Release, storage and uptake of catecholamines have been studied in cultures of a clonal line of rat pheochromocytoma cells designated as PC12. The PC12 line has previously been shown to respond to nerve growth factor (NGF) by extending neuronal-like processes and to synthesize and contain norepinephrine (NE) and dopamine (DA). In the present experiments, upon exposure to51.5mMK +, PC12 cells released a substantial proportion (ca. 30% and 12% for NGF-untreated and -treated cells, respectively) of their endogenous NE and DA. The release was dependent on the presence of Ca 2+ and was inhibited by excess Mg 2+. Veratridine, an alkaloid which activates Na + action potential ionophores, was also effective in releasing DA and NE. Exposure of PC12 cells (NGF-treated and -untreated) to reserpine (10 −5 M) resulted in depletion of intracellular DA and NE levels by over 90% in 21 h.
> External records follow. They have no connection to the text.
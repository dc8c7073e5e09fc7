//! Connection pool construction, with optional TLS to the backing store.

use anyhow::{Context, Result, bail};
use deadpool_postgres::{Config as PgConfig, ManagerConfig, Pool, RecyclingMethod, Runtime};
use rustls::pki_types::CertificateDer;
use rustls::{ClientConfig, RootCertStore};
use stark_common::args::PostgresArgs;
use tokio_postgres::NoTls;
use tokio_postgres_rustls::MakeRustlsConnect;

pub fn install_rustls_provider() {
    // Safe to call more than once; only the first install wins.
    let _ = rustls::crypto::aws_lc_rs::default_provider().install_default();
}

pub async fn create_pool(args: &PostgresArgs) -> Result<Pool> {
    let mut cfg = PgConfig::new();
    cfg.host = Some(args.postgres_host.clone());
    cfg.port = Some(args.postgres_port);
    cfg.dbname = Some(args.postgres_database.clone());
    cfg.user = Some(args.postgres_username.clone());
    cfg.password = args
        .postgres_password
        .clone()
        .or_else(|| std::env::var("POSTGRES_PASSWORD").ok());
    cfg.manager = Some(ManagerConfig {
        recycling_method: RecyclingMethod::Fast,
    });

    let pool = match &args.postgres_ca_cert_path {
        Some(path) => {
            install_rustls_provider();
            let pem = std::fs::read(path)
                .with_context(|| format!("failed to read CA bundle at {path}"))?;
            let tls = make_rustls(parse_ca_certs(&pem)?)?;
            cfg.create_pool(Some(Runtime::Tokio1), tls)
                .context("failed to create TLS postgres pool")?
        }
        None => cfg
            .create_pool(Some(Runtime::Tokio1), NoTls)
            .context("failed to create postgres pool")?,
    };
    Ok(pool)
}

fn make_rustls(extra_roots: Vec<CertificateDer<'static>>) -> Result<MakeRustlsConnect> {
    let mut roots = RootCertStore::empty();
    for cert in rustls_native_certs::load_native_certs().certs {
        let _ = roots.add(cert);
    }
    for cert in extra_roots {
        roots.add(cert)?;
    }
    let config = ClientConfig::builder()
        .with_root_certificates(roots)
        .with_no_client_auth();
    Ok(MakeRustlsConnect::new(config))
}

fn parse_ca_certs(bytes: &[u8]) -> Result<Vec<CertificateDer<'static>>> {
    if bytes.starts_with(b"-----BEGIN") {
        let mut rd: &[u8] = bytes;
        let mut out = Vec::new();
        for item in rustls_pemfile::read_all(&mut rd) {
            let item = item.context("failed to parse PEM bundle")?;
            if let rustls_pemfile::Item::X509Certificate(der) = item {
                out.push(der);
            }
        }
        if out.is_empty() {
            bail!("no X509 certificates found in provided PEM");
        }
        Ok(out)
    } else {
        Ok(vec![CertificateDer::from(bytes.to_vec())])
    }
}
//! WebSocket lifecycle for one agent connection.
//!
//! Order on every socket: authenticate (upgrade header or an initial `auth`
//! frame), then register, then steady state. A dedicated sender task drains
//! the outbound queue so frames reach the wire in dispatch order.

use std::time::Duration;

use axum::extract::State;
use axum::extract::ws::{Message, WebSocket, WebSocketUpgrade};
use axum::http::HeaderMap;
use axum::response::IntoResponse;
use futures_util::stream::{SplitSink, SplitStream};
use futures_util::{SinkExt, StreamExt};
use stark_common::protocol::{AgentFrame, ServerFrame};
use tokio_util::sync::CancellationToken;
use uuid::Uuid;

use super::ConnectionHandle;
use crate::metrics;
use crate::state::AppState;

/// Upgrade handler for `GET /ws`. The bearer token may ride on the upgrade
/// request; otherwise the first frame must be an `auth` frame.
pub async fn ws_handler(
    ws: WebSocketUpgrade,
    State(state): State<AppState>,
    headers: HeaderMap,
) -> impl IntoResponse {
    let header_token = headers
        .get(axum::http::header::AUTHORIZATION)
        .and_then(|v| v.to_str().ok())
        .and_then(|v| v.strip_prefix("Bearer "))
        .map(str::to_string);
    ws.on_upgrade(move |socket| handle_socket(socket, state, header_token))
}

async fn sender_main(
    mut sink: SplitSink<WebSocket, Message>,
    rx: async_channel::Receiver<ServerFrame>,
    cancel: CancellationToken,
) {
    loop {
        tokio::select! {
            _ = cancel.cancelled() => break,
            frame = rx.recv() => {
                let Ok(frame) = frame else { break };
                let text = match serde_json::to_string(&frame) {
                    Ok(text) => text,
                    Err(e) => {
                        tracing::error!("failed to serialize frame: {e}");
                        continue;
                    }
                };
                if let Err(e) = sink.send(Message::Text(text.into())).await {
                    tracing::debug!("agent send failed: {e}");
                    break;
                }
            }
        }
    }
    let _ = sink.close().await;
}

async fn handle_socket(socket: WebSocket, state: AppState, header_token: Option<String>) {
    let (mut sink, mut stream) = socket.split();
    let idle = Duration::from_secs(state.timing.connection_idle_secs);

    // Authentication comes before anything else touches the connection.
    let token = match header_token {
        Some(token) => Some(token),
        None => read_auth_frame(&mut stream, idle).await,
    };
    let principal = match token {
        Some(token) => state.auth.verify_token(&token).await,
        None => Err(stark_common::Error::Auth("no credentials presented".into())),
    };
    let principal = match principal {
        Ok(principal) => principal,
        Err(e) => {
            tracing::info!("agent auth refused: {e}");
            let refusal = ServerFrame::AuthRejected {
                reason: "authentication refused".into(),
            };
            if let Ok(text) = serde_json::to_string(&refusal) {
                let _ = sink.send(Message::Text(text.into())).await;
            }
            let _ = sink.close().await;
            return;
        }
    };

    let connection_id = Uuid::new_v4();
    let cancel = state.cancel.child_token();
    let (handle, outbound) = ConnectionHandle::new(
        connection_id,
        principal,
        state.timing.pending_request_ceiling,
    );
    state.connections.insert(handle.clone());
    metrics::agent_connected(state.connections.active_count());
    tracing::info!(
        connection_id = %connection_id,
        principal = %handle.principal.username,
        "agent connected"
    );

    let sender = tokio::spawn(sender_main(sink, outbound, cancel.clone()));
    let _ = handle.send(ServerFrame::AuthOk { connection_id }).await;

    let dispatcher = state.dispatcher.clone();
    loop {
        let message = tokio::select! {
            _ = cancel.cancelled() => break,
            next = tokio::time::timeout(idle, stream.next()) => next,
        };
        let message = match message {
            Err(_) => {
                tracing::info!(connection_id = %connection_id, "agent connection idle, closing");
                break;
            }
            Ok(None) => break,
            Ok(Some(Err(e))) => {
                tracing::debug!(connection_id = %connection_id, "websocket error: {e}");
                break;
            }
            Ok(Some(Ok(message))) => message,
        };
        match message {
            Message::Text(text) => {
                let frame: AgentFrame = match serde_json::from_str(&text) {
                    Ok(frame) => frame,
                    Err(e) => {
                        tracing::debug!(connection_id = %connection_id, "bad frame: {e}");
                        let _ = handle
                            .send(ServerFrame::Error {
                                correlation_id: None,
                                code: "Validation".into(),
                                message: format!("unparseable frame: {e}"),
                            })
                            .await;
                        continue;
                    }
                };
                dispatcher.handle_frame(&handle, frame).await;
            }
            Message::Close(_) => break,
            // Ping/Pong are answered by the protocol layer.
            _ => {}
        }
    }

    teardown(&state, connection_id).await;
    cancel.cancel();
    let _ = sender.await;
}

/// Wait for the initial `auth` frame, tolerating nothing else.
async fn read_auth_frame(stream: &mut SplitStream<WebSocket>, idle: Duration) -> Option<String> {
    let first = tokio::time::timeout(idle, stream.next()).await.ok()??;
    let message = first.ok()?;
    let Message::Text(text) = message else {
        return None;
    };
    match serde_json::from_str(&text) {
        Ok(AgentFrame::Auth { token }) => Some(token),
        _ => None,
    }
}

async fn teardown(state: &AppState, connection_id: Uuid) {
    let Some(handle) = state.connections.remove(connection_id) else {
        return;
    };
    metrics::agent_disconnected(state.connections.active_count());
    tracing::info!(connection_id = %connection_id, "agent disconnected");
    if let Some(node_id) = handle.node_id() {
        state
            .registry
            .connection_closed(Uuid::new_v4(), node_id, connection_id)
            .await;
    }
}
PC12 cells were also found to take up NE from the external medium by means of a saturable transport mechanism which follows Michaelis-Menten kinetics (apparentK m≈ 2 μM), is energy and sodium dependent and which is blocked by low concentrations of cocaine and desmethylimipramine. Such findings indicate that PC12 cells (a) can release catecholamines by means of an exocytotic secretion mechanism, (b) store most of their endogenous catecholamines in chromaffin granules and/or vesicles and (c) have an uptake 1-type transport system for norepinephrine. PC12 cells thus appear to express a number of differentiated properties characteristic of sympathetic neurons and adrenal chromaffin cells and may be a useful system in which to study catecholamine metabolism.